- Born: 1975 (age 50–51) Iraq
- Education: BA in Arabic literature from the University of Baghdad
- Occupation: A poet

= Safaa Thiab =

Iraqi writer

Safa Diab an Iraqi writer and author, born in 1975 in Iraq. He obtained a bachelor's degree in Arabic literature from the University of Baghdad, after neglecting his studies at the University of Technology because of his love of studying literature and arts. He is a member of the Iraqi Writers Union.

== Curriculum vitae ==
The Iraqi writer and author Safaa Diab was born in 1975 in Iraq in the Dhi Qar Governorate on the twentieth of January. He obtained bachelor's degree in Arabic literature from the University of Baghdad, after he neglected his studies at the University of Technology because of his love of studying literature and arts.

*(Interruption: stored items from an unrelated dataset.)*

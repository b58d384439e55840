use serde_json::Value;
use std::io;

use super::{format_scalar, row_array};

/// Write output as CSV to stdout. Row-shaped results (schedules, payslips)
/// become one record per row; everything else is a field/value listing.
pub fn print_csv(value: &Value) {
    let stdout = io::stdout();
    let mut wtr = csv::Writer::from_writer(stdout.lock());

    let result = value
        .as_object()
        .and_then(|m| m.get("result"))
        .unwrap_or(value);

    match result {
        Value::Object(map) => match row_array(map) {
            Some((_, rows)) => write_rows(&mut wtr, rows),
            None => {
                let _ = wtr.write_record(["field", "value"]);
                for (key, val) in map {
                    let _ = wtr.write_record([key.as_str(), &format_scalar(val)]);
                }
            }
        },
        Value::Array(arr) => write_rows(&mut wtr, arr),
        other => {
            let _ = wtr.write_record([&format_scalar(other)]);
        }
    }

    let _ = wtr.flush();
}

fn write_rows(wtr: &mut csv::Writer<io::StdoutLock<'_>>, rows: &[Value]) {
    let Some(Value::Object(first)) = rows.first() else {
        for item in rows {
            let _ = wtr.write_record([&format_scalar(item)]);
        }
        return;
    };

    let headers: Vec<&str> = first.keys().map(|k| k.as_str()).collect();
    let _ = wtr.write_record(&headers);
    for item in rows {
        if let Value::Object(map) = item {
            let row: Vec<String> = headers
                .iter()
                .map(|h| map.get(*h).map(format_scalar).unwrap_or_default())
                .collect();
            let _ = wtr.write_record(&row);
        }
    }
}
//! Working-directory configuration for the dataset location.

use std::{
    fs, io,
    path::{Path, PathBuf},
};

use serde::{Deserialize, Serialize};
use thiserror::Error;

/// Optional override file looked up in the working directory.
pub const CONFIG_FILE: &str = "sauco.json";
/// Dataset written next to wherever the tool is run.
pub const DEFAULT_DATASET_FILE: &str = "inventario_flor_de_sauco.xlsx";
const TMP_SUFFIX: &str = "tmp";

#[derive(Debug, Error)]
pub enum ConfigError {
    #[error("I/O error: {0}")]
    Io(#[from] io::Error),

    #[error("Serialization error: {0}")]
    Serde(String),
}

#[derive(Debug, Clone, Serialize, Deserialize, PartialEq)]
#[serde(default)]
pub struct AppConfig {
    pub dataset_file: String,
}

impl Default for AppConfig {
    fn default() -> Self {
        Self {
            dataset_file: DEFAULT_DATASET_FILE.to_string(),
        }
    }
}

impl AppConfig {
    /// Loads `sauco.json` from the working directory, falling back to the
    /// defaults when the file does not exist.
    pub fn load_or_default() -> Result<Self, ConfigError> {
        Self::load_from(Path::new(CONFIG_FILE))
    }

    pub fn load_from(path: &Path) -> Result<Self, ConfigError> {
        if path.exists() {
            let data = fs::read_to_string(path)?;
            serde_json::from_str(&data).map_err(|err| ConfigError::Serde(err.to_string()))
        } else {
            Ok(Self::default())
        }
    }

    pub fn save_to(&self, path: &Path) -> Result<(), ConfigError> {
        let json = serde_json::to_string_pretty(self)
            .map_err(|err| ConfigError::Serde(err.to_string()))?;
        let mut tmp = path.to_path_buf();
        let ext = match path.extension().and_then(|ext| ext.to_str()) {
            Some(existing) => format!("{}.{}", existing, TMP_SUFFIX),
            None => TMP_SUFFIX.to_string(),
        };
        tmp.set_extension(ext);
        fs::write(&tmp, json)?;
        fs::rename(&tmp, path)?;
        Ok(())
    }

    pub fn dataset_path(&self) -> PathBuf {
        PathBuf::from(&self.dataset_file)
    }
}
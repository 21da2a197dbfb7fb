//! Movement registration and sector transfers.

use chrono::{DateTime, NaiveDateTime, Timelike, Utc};

use sauco_domain::{Ledger, Movement, OperationKind, Sector};

use crate::{time::Clock, ValidationError};

/// A movement as requested by the user, before the ledger stamps it.
#[derive(Debug, Clone)]
pub struct MovementDraft {
    pub product: String,
    pub kind: OperationKind,
    /// Base units; callers convert bundle counts beforehand.
    pub quantity: f64,
    pub sector: Sector,
}

/// Appends validated movements to the ledger.
pub struct MovementService;

impl MovementService {
    /// Validates and appends a movement, stamping it with the current
    /// minute. The ledger is untouched when validation fails.
    pub fn register(
        ledger: &mut Ledger,
        draft: MovementDraft,
        clock: &dyn Clock,
    ) -> Result<Movement, ValidationError> {
        validate_quantity(draft.quantity)?;
        let movement = Movement {
            recorded_at: truncate_to_minute(clock.now()),
            product: draft.product,
            kind: draft.kind,
            quantity: draft.quantity,
            sector: draft.sector,
        };
        ledger.append(movement.clone());
        tracing::debug!(
            product = %movement.product,
            kind = %movement.kind,
            quantity = movement.quantity,
            sector = %movement.sector,
            "movement recorded"
        );
        Ok(movement)
    }

    /// Moves `quantity` base units of `product` between two sectors as an
    /// exit/entry pair sharing one timestamp.
    pub fn transfer(
        ledger: &mut Ledger,
        product: &str,
        quantity: f64,
        from: Sector,
        to: Sector,
        clock: &dyn Clock,
    ) -> Result<(), ValidationError> {
        if from == to {
            return Err(ValidationError::SameSectorTransfer);
        }
        validate_quantity(quantity)?;
        let recorded_at = truncate_to_minute(clock.now());
        ledger.append(Movement {
            recorded_at,
            product: product.to_string(),
            kind: OperationKind::Exit,
            quantity,
            sector: from,
        });
        ledger.append(Movement {
            recorded_at,
            product: product.to_string(),
            kind: OperationKind::Entry,
            quantity,
            sector: to,
        });
        tracing::debug!(product, quantity, from = %from, to = %to, "transfer recorded");
        Ok(())
    }
}

fn validate_quantity(quantity: f64) -> Result<(), ValidationError> {
    // NaN fails the comparison and is rejected with the rest.
    if quantity > 0.0 && quantity.is_finite() {
        Ok(())
    } else {
        Err(ValidationError::NonPositiveQuantity(quantity))
    }
}

fn truncate_to_minute(now: DateTime<Utc>) -> NaiveDateTime {
    let naive = now.naive_utc();
    naive
        .with_second(0)
        .and_then(|stamp| stamp.with_nanosecond(0))
        .unwrap_or(naive)
}
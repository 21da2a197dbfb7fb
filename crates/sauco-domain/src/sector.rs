//! The fixed set of physical storage sectors.

use std::{fmt, str::FromStr};

use serde::{Deserialize, Serialize};

#[derive(Debug, Clone, Copy, Serialize, Deserialize, PartialEq, Eq, PartialOrd, Ord, Hash)]
/// A physical storage location. The set is closed: stock only ever lives in
/// one of these three places.
pub enum Sector {
    Mill,
    Dispatch,
    Factory,
}

impl Sector {
    pub const ALL: [Sector; 3] = [Sector::Mill, Sector::Dispatch, Sector::Factory];

    /// Label used in the persisted dataset and shown to the user.
    pub fn label(&self) -> &'static str {
        match self {
            Sector::Mill => "Molino",
            Sector::Dispatch => "Despacho",
            Sector::Factory => "Fábrica",
        }
    }
}

impl fmt::Display for Sector {
    fn fmt(&self, f: &mut fmt::Formatter<'_>) -> fmt::Result {
        f.write_str(self.label())
    }
}

#[derive(Debug, Clone, PartialEq, Eq)]
/// Raised when a stored sector value is outside the closed set.
pub struct UnknownSector(pub String);

impl fmt::Display for UnknownSector {
    fn fmt(&self, f: &mut fmt::Formatter<'_>) -> fmt::Result {
        write!(f, "unknown sector `{}`", self.0)
    }
}

impl std::error::Error for UnknownSector {}

impl FromStr for Sector {
    type Err = UnknownSector;

    fn from_str(value: &str) -> Result<Self, Self::Err> {
        match value.trim() {
            "Molino" => Ok(Sector::Mill),
            "Despacho" => Ok(Sector::Dispatch),
            "Fábrica" => Ok(Sector::Factory),
            other => Err(UnknownSector(other.to_string())),
        }
    }
}
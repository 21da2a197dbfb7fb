//! Sauco keeps a product catalog and an append-only stock movement ledger
//! for a single business, persisted in a two-sheet spreadsheet file.

pub mod cli;
pub mod config;
pub mod errors;

use std::sync::Once;

static INIT_TRACING: Once = Once::new();

/// Initializes the global tracing subscriber once per process.
pub fn init() {
    INIT_TRACING.call_once(|| {
        use tracing_subscriber::{fmt, EnvFilter};

        let filter = EnvFilter::from_default_env().add_directive("sauco=info".parse().unwrap());

        fmt().with_env_filter(filter).init();
    });
}

#[cfg(test)]
mod tests {
    #[test]
    fn init_does_not_panic() {
        super::init();
    }
}
//! Product catalog and packaging factors.

use serde::{Deserialize, Serialize};

/// Packaging factor assumed when a product has none configured.
pub const DEFAULT_UNITS_PER_BUNDLE: f64 = 1.0;

#[derive(Debug, Clone, Serialize, Deserialize, PartialEq)]
/// A catalog row. Products are keyed by name; the packaging factor says how
/// many base units one bundle of this product contains.
pub struct Product {
    pub name: String,
    #[serde(default, skip_serializing_if = "Option::is_none")]
    pub units_per_bundle: Option<f64>,
}

impl Product {
    pub fn new(name: impl Into<String>) -> Self {
        Self {
            name: name.into(),
            units_per_bundle: None,
        }
    }

    pub fn with_units_per_bundle(mut self, factor: f64) -> Self {
        self.units_per_bundle = Some(factor);
        self
    }
}

#[derive(Debug, Clone, Default, Serialize, Deserialize, PartialEq)]
/// The product list. Replaced wholesale on upload; never holds stock state.
pub struct Catalog {
    pub products: Vec<Product>,
}

impl Catalog {
    pub fn new(products: Vec<Product>) -> Self {
        Self { products }
    }

    pub fn is_empty(&self) -> bool {
        self.products.is_empty()
    }

    pub fn len(&self) -> usize {
        self.products.len()
    }

    pub fn product(&self, name: &str) -> Option<&Product> {
        self.products.iter().find(|product| product.name == name)
    }

    /// Packaging factor for `name`. Falls back to 1.0 when the product has
    /// no configured factor or is not in the catalog at all; historical
    /// movements may reference products that a later upload dropped.
    pub fn units_per_bundle(&self, name: &str) -> f64 {
        self.product(name)
            .and_then(|product| product.units_per_bundle)
            .unwrap_or(DEFAULT_UNITS_PER_BUNDLE)
    }

    /// Product names sorted for display.
    pub fn sorted_names(&self) -> Vec<String> {
        let mut names: Vec<String> = self
            .products
            .iter()
            .map(|product| product.name.clone())
            .collect();
        names.sort();
        names.dedup();
        names
    }
}
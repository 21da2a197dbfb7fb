//! Plain-text table rendering for stock and catalog listings.

use std::collections::BTreeMap;

use sauco_domain::{Catalog, Sector};

/// Formats a quantity without trailing noise: whole numbers drop the
/// decimals, everything else keeps two.
pub fn format_quantity(value: f64) -> String {
    if value.fract() == 0.0 {
        format!("{value:.0}")
    } else {
        format!("{value:.2}")
    }
}

pub fn stock_table(balances: &BTreeMap<(String, Sector), f64>) -> String {
    let mut product_width = "Product".len();
    for (product, _) in balances.keys() {
        product_width = product_width.max(product.chars().count());
    }

    let mut out = String::new();
    out.push_str(&format!(
        "{:<product_width$}  {:<8}  {:>10}\n",
        "Product", "Sector", "Stock"
    ));
    for ((product, sector), balance) in balances {
        out.push_str(&format!(
            "{:<product_width$}  {:<8}  {:>10}\n",
            product,
            sector.label(),
            format_quantity(*balance)
        ));
    }
    out
}

pub fn catalog_table(catalog: &Catalog) -> String {
    let mut name_width = "Product".len();
    for product in &catalog.products {
        name_width = name_width.max(product.name.chars().count());
    }

    let mut out = String::new();
    out.push_str(&format!(
        "{:<name_width$}  {:>12}\n",
        "Product", "Units/bundle"
    ));
    for product in &catalog.products {
        let factor = product
            .units_per_bundle
            .map(format_quantity)
            .unwrap_or_else(|| "-".to_string());
        out.push_str(&format!("{:<name_width$}  {factor:>12}\n", product.name));
    }
    out
}
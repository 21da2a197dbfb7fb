use chrono::{DateTime, NaiveDate, Utc};

use sauco_core::Clock;

/// Real-time clock backed by the system UTC time source.
#[derive(Debug, Default, Clone, Copy)]
pub struct SystemClock;

impl Clock for SystemClock {
    fn now(&self) -> DateTime<Utc> {
        Utc::now()
    }

    fn today(&self) -> NaiveDate {
        self.now().date_naive()
    }
}
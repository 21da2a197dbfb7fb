use std::path::Path;

use sauco_domain::{Catalog, Ledger, Product};

use crate::StoreError;

/// Catalog and ledger persisted together; every save rewrites both sheets
/// as one logical unit.
#[derive(Debug, Clone, Default, PartialEq)]
pub struct Dataset {
    pub catalog: Catalog,
    pub ledger: Ledger,
}

impl Dataset {
    pub fn new(catalog: Catalog, ledger: Ledger) -> Self {
        Self { catalog, ledger }
    }
}

/// Raw tabular contents of an uploaded catalog sheet, before validation.
/// Column names are kept verbatim so the catalog service owns the check for
/// the required product column.
#[derive(Debug, Clone, Default)]
pub struct CatalogUpload {
    pub columns: Vec<String>,
    pub products: Vec<Product>,
}

impl CatalogUpload {
    pub fn has_column(&self, name: &str) -> bool {
        self.columns.iter().any(|column| column == name)
    }
}

/// Abstraction over persistence backends holding the two-sheet dataset.
pub trait InventoryStorage: Send + Sync {
    /// Loads the persisted dataset, or an empty one when nothing has been
    /// saved yet. Corrupt or partially missing data is an error the caller
    /// may degrade to an empty dataset with a surfaced warning.
    fn load(&self) -> Result<Dataset, StoreError>;

    /// Atomically rewrites the whole dataset. Readers never observe a
    /// partial write.
    fn save(&self, dataset: &Dataset) -> Result<(), StoreError>;

    /// Reads a replacement catalog sheet from an external workbook.
    fn read_catalog_upload(&self, path: &Path) -> Result<CatalogUpload, StoreError>;
}
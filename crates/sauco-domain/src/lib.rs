//! sauco-domain
//!
//! Pure domain models for the inventory ledger (Catalog, Movement, Sector).
//! No I/O, no CLI, no storage. Only data types and core enums.

pub mod catalog;
pub mod ledger;
pub mod movement;
pub mod sector;

pub use catalog::*;
pub use ledger::*;
pub use movement::*;
pub use sector::*;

He studied master's degree in Arabic literature at the University of Basra, and completed the preparatory year in it with superiorly. But he could not complete his thesis because he had to leave Iraq in 2008. He worked in a number of local and international newspapers as an editor in the cultural department since 1997. He founded the Masarat magazine, in conjunction with the writer Saad Salloum. He worked as its editor-in-chief. He also founded a number of literary magazines and did not continue to work in them as a Tabasheer magazine and Jadal. He worked as a reporter for a number of cultural sites, the most important of which was the cultural section of the Elaph electronic magazine, and worked on radio and as a reporter for Radio Sawa in the city of Basra. He also worked as deputy editor-in-chief of Tawasul magazine, which issue in favor of the Iraqi Communications and Media Commission in 2006. He is a member of the Iraqi Writers Union, and a member of the Iraqi Photographers Association. Held a number of photographic exhibitions and participated in an other ones. He is a resident in Norway since 2009, after receiving a guest writer's scholarship in the city of Schein, south of Oslo.

== Author's work ==
Do not wake the time, poetry, Cultural Affairs House, Baghdad, 2000.

Qalaq, Dar Al-Waqt, poetry, Baghdad, 2001.

No one except me, poetry, publications of the Iraqi Writers Union, Baghdad, 2005.

A dry sky, poetry, Fadaat House, Amman, Jordan, 2010.